Modeling risk for death. Focusing on death as end-point there was a significant relationship to stage with a significant correlation of r=0.463. Whereas 50% of the patients without positive lymph nodes survived, this was reduced to 20% in cases of positive lymph nodes, and dropped to zero in cases of metastasis. Furthermore, ECOG showed a significant correlation (r=−0.360, p=0.008) with death. Only patients with ECOG 1 or 2 were still alive. Obviously both stage and ECOG were of major relevance for prognosis. Calculation of receiver operator characteristic curves (ROC-curves) for prediction of death furthermore revealed an area under the curve (AUC), which served as indicator of the suitability of a criteria to predict an effect, of more than 0.8 for ECOG (0.878) and stage (0.911; Figure 1F).
Collaborative network of interferences between variables. Spearman correlation coefficient was considered as reflection of functional linkage between variables, and interactions were considered as possibly relevant if r≥0.3.

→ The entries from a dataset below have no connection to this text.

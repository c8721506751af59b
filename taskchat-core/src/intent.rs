//! Structured interpretation of a free-form query.

use chrono::NaiveDate;
use serde::{Deserialize, Serialize};
use tracing::debug;

use crate::date_range::{due_filter_range, DateRange};
use crate::filter::TaskFilter;
use crate::task::StatusCategory;

/// Single-or-multi value property. A one-element list collapses to `One`.
#[derive(Debug, Clone, PartialEq, Eq, Hash, Serialize, Deserialize)]
#[serde(untagged)]
pub enum OneOrMany<T> {
    One(T),
    Many(Vec<T>),
}

impl<T> OneOrMany<T> {
    pub fn from_vec(mut values: Vec<T>) -> Option<Self> {
        match values.len() {
            0 => None,
            1 => values.pop().map(OneOrMany::One),
            _ => Some(OneOrMany::Many(values)),
        }
    }

    pub fn as_slice(&self) -> &[T] {
        match self {
            OneOrMany::One(v) => std::slice::from_ref(v),
            OneOrMany::Many(vs) => vs,
        }
    }
}

impl<T: PartialEq> OneOrMany<T> {
    pub fn contains(&self, value: &T) -> bool {
        self.as_slice().contains(value)
    }
}

/// Extracted due-date constraint: a relative token or an explicit range,
/// never both.
#[derive(Debug, Clone, PartialEq, Eq, Hash)]
pub enum DueDateIntent {
    /// Relative token such as `today`, `overdue`, `+3d`.
    Filter(String),
    Range(DateRange),
}

#[derive(Debug, Clone, Default, PartialEq, Serialize, Deserialize)]
#[serde(from = "QueryIntentRepr", into = "QueryIntentRepr")]
pub struct QueryIntent {
    pub is_search: bool,
    pub is_priority: bool,
    pub is_due_date: bool,
    pub has_multiple_filters: bool,
    pub is_vague: bool,

    /// Deduplicated, in first-occurrence order; earlier keywords weigh more.
    pub keywords: Vec<String>,
    pub extracted_priority: Option<OneOrMany<u8>>,
    pub extracted_status: Option<OneOrMany<StatusCategory>>,
    pub extracted_due_date: Option<DueDateIntent>,
    pub extracted_folder: Option<String>,
    pub extracted_tags: Vec<String>,
}

impl QueryIntent {
    /// Number of populated property extractions.
    pub fn property_count(&self) -> usize {
        [
            self.extracted_priority.is_some(),
            self.extracted_status.is_some(),
            self.extracted_due_date.is_some(),
            self.extracted_folder.is_some(),
            !self.extracted_tags.is_empty(),
        ]
        .into_iter()
        .filter(|x| *x)
        .count()
    }

    /// Recompute the boolean flags from the extracted fields.
    pub fn refresh_flags(&mut self) {
        let props = self.property_count();
        self.is_search = !self.keywords.is_empty();
        self.is_priority = self.extracted_priority.is_some();
        self.is_due_date = self.extracted_due_date.is_some();
        self.has_multiple_filters = props >= 2;
        self.is_vague = self.keywords.is_empty() && props == 0;
    }

    pub fn due_date_filter(&self) -> Option<&str> {
        match &self.extracted_due_date {
            Some(DueDateIntent::Filter(token)) => Some(token),
            _ => None,
        }
    }

    pub fn due_date_range(&self) -> Option<&DateRange> {
        match &self.extracted_due_date {
            Some(DueDateIntent::Range(range)) => Some(range),
            _ => None,
        }
    }

    pub fn targets_status(&self, category: StatusCategory) -> bool {
        self.extracted_status
            .as_ref()
            .is_some_and(|s| s.contains(&category))
    }

    /// Property constraints of this intent as a structural filter.
    pub fn to_filter(&self, today: NaiveDate) -> TaskFilter {
        let priorities = self
            .extracted_priority
            .as_ref()
            .map(|p| p.as_slice().iter().map(|l| l.to_string()).collect())
            .unwrap_or_default();
        let task_statuses = self
            .extracted_status
            .as_ref()
            .map(|s| s.as_slice().iter().map(|c| c.code().to_string()).collect())
            .unwrap_or_default();

        let due_date_range = match &self.extracted_due_date {
            None => None,
            Some(DueDateIntent::Range(range)) => Some(range.clone()),
            Some(DueDateIntent::Filter(token)) => {
                let range = due_filter_range(token, today);
                if range.is_none() {
                    debug!(token = %token, "unknown due date token dropped");
                }
                range
            }
        };

        TaskFilter {
            folders: self.extracted_folder.iter().cloned().collect(),
            tags: self.extracted_tags.clone(),
            priorities,
            due_date_range,
            task_statuses,
            ..Default::default()
        }
    }
}

/// Wire shape: the due-date constraint is split over two optional fields.
#[derive(Debug, Clone, Default, Serialize, Deserialize)]
#[serde(rename_all = "camelCase", default)]
struct QueryIntentRepr {
    is_search: bool,
    is_priority: bool,
    is_due_date: bool,
    has_multiple_filters: bool,
    is_vague: bool,
    keywords: Vec<String>,
    extracted_priority: Option<OneOrMany<u8>>,
    extracted_status: Option<OneOrMany<StatusCategory>>,
    extracted_due_date_filter: Option<String>,
    extracted_due_date_range: Option<DateRange>,
    extracted_folder: Option<String>,
    extracted_tags: Vec<String>,
}

impl From<QueryIntentRepr> for QueryIntent {
    fn from(r: QueryIntentRepr) -> Self {
        // A range is the more specific constraint; it wins if both arrive.
        let extracted_due_date = match (r.extracted_due_date_range, r.extracted_due_date_filter) {
            (Some(range), _) => Some(DueDateIntent::Range(range)),
            (None, Some(token)) => Some(DueDateIntent::Filter(token)),
            (None, None) => None,
        };
        QueryIntent {
            is_search: r.is_search,
            is_priority: r.is_priority,
            is_due_date: r.is_due_date,
            has_multiple_filters: r.has_multiple_filters,
            is_vague: r.is_vague,
            keywords: r.keywords,
            extracted_priority: r.extracted_priority,
            extracted_status: r.extracted_status,
            extracted_due_date,
            extracted_folder: r.extracted_folder,
            extracted_tags: r.extracted_tags,
        }
    }
}

impl From<QueryIntent> for QueryIntentRepr {
    fn from(i: QueryIntent) -> Self {
        let (extracted_due_date_filter, extracted_due_date_range) = match i.extracted_due_date {
            Some(DueDateIntent::Filter(token)) => (Some(token), None),
            Some(DueDateIntent::Range(range)) => (None, Some(range)),
            None => (None, None),
        };
        QueryIntentRepr {
            is_search: i.is_search,
            is_priority: i.is_priority,
            is_due_date: i.is_due_date,
            has_multiple_filters: i.has_multiple_filters,
            is_vague: i.is_vague,
            keywords: i.keywords,
            extracted_priority: i.extracted_priority,
            extracted_status: i.extracted_status,
            extracted_due_date_filter,
            extracted_due_date_range,
            extracted_folder: i.extracted_folder,
            extracted_tags: i.extracted_tags,
        }
    }
}

#[cfg(test)]
mod tests {
    use super::*;
    use crate::date_range::DateOperator;

    fn d(y: i32, m: u32, day: u32) -> NaiveDate {
        NaiveDate::from_ymd_opt(y, m, day).unwrap()
    }

    #[test]
    fn one_or_many_collapses_single_values() {
        assert_eq!(OneOrMany::<u8>::from_vec(vec![]), None);
        assert_eq!(OneOrMany::from_vec(vec![2u8]), Some(OneOrMany::One(2)));
        assert_eq!(OneOrMany::from_vec(vec![1u8, 2]), Some(OneOrMany::Many(vec![1, 2])));
        assert!(OneOrMany::Many(vec![1u8, 2]).contains(&2));
    }

    #[test]
    fn flags_follow_extractions() {
        let mut intent = QueryIntent {
            extracted_priority: Some(OneOrMany::One(1)),
            extracted_tags: vec!["work".into()],
            ..Default::default()
        };
        intent.refresh_flags();
        assert!(intent.is_priority);
        assert!(intent.has_multiple_filters);
        assert!(!intent.is_search);
        assert!(!intent.is_vague);

        let mut empty = QueryIntent::default();
        empty.refresh_flags();
        assert!(empty.is_vague);
    }

    #[test]
    fn relative_token_becomes_concrete_bounds() {
        let intent = QueryIntent {
            extracted_due_date: Some(DueDateIntent::Filter("overdue".into())),
            extracted_priority: Some(OneOrMany::Many(vec![1, 2])),
            extracted_status: Some(OneOrMany::One(StatusCategory::InProgress)),
            ..Default::default()
        };
        let f = intent.to_filter(d(2026, 2, 20));
        assert_eq!(f.priorities, vec!["1", "2"]);
        assert_eq!(f.task_statuses, vec!["inProgress"]);
        assert_eq!(
            f.due_date_range,
            Some(DateRange::Bounds {
                start: None,
                end: Some("2026-02-20".into())
            })
        );
    }

    #[test]
    fn json_uses_split_due_date_fields() {
        let intent = QueryIntent {
            extracted_due_date: Some(DueDateIntent::Range(DateRange::op(DateOperator::Lt, "2026-03-01"))),
            ..Default::default()
        };
        let json = serde_json::to_value(&intent).unwrap();
        assert!(json["extractedDueDateFilter"].is_null());
        assert_eq!(json["extractedDueDateRange"]["operator"], "<");

        let back: QueryIntent = serde_json::from_value(json).unwrap();
        assert_eq!(back, intent);

        let both: QueryIntent = serde_json::from_str(
            r#"{"extractedDueDateFilter":"today","extractedDueDateRange":{"start":"2026-01-01"}}"#,
        )
        .unwrap();
        assert!(both.due_date_filter().is_none());
        assert!(both.due_date_range().is_some());
    }
}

Among the clinical variables (Figure 2A) we thereby observed that a) an increase of age was related to more β2-microglobulin (r=0.33), to a higher grading of the tumor (r=−0.32), but to a lower level of CRP (r=−0.42). b) Females had smaller tumors (r=−0.31) with less β2-microglobulin (r=−0.32), showed a predominance of adenomateous cancer (r=−0.33), and had lower level of CYFRA (r=−0.40). c) A lower general condition with higher ECOG was related to higher levels of TPA (r=0.52), Cyfra (r=0.45) or CRP (r=0.41), with higher stages (r=0.38), presence of metastasis (r=0.36), and shorter survival time (r=−0.47). d) Non-smoking was related to longer survival time (r=0.33), with less differentiated histology (r=0.33) and lower stages (r=−0.34). e) A longer survival time was related to absence of metastasis (r=−0.46), non-smoking (r=0,33), lower levels of Ca72-4 (r=−0.32), Ca 15-3 (r=−0.42), Cyfra (r=−0.49) or TPA (r=−0.50), with lower ECOG (r=−0.47), and lower stages (r=0.55). f) Higher stages were of course related to higher levels of T (r=0.35), N (r=0.46), M (r=0.88), but also with higher ECOG (r=0.38), smoking (r=−0.37) and reduced survival time (r=−0.55). g) Squamous cancer was related to expression of PAI in the cytoplasm (r=0.42), and with higher levels of CYFRA (r=0.38) or SCC (r=0.37); they were not found in females (r=−0.33). h) A non-differentiated histology was related to higher levels of CYFRA (r=0.35), non-smoking (r=0.33), lower age (r=−0.32), and lower levels of SCC (r=0.33).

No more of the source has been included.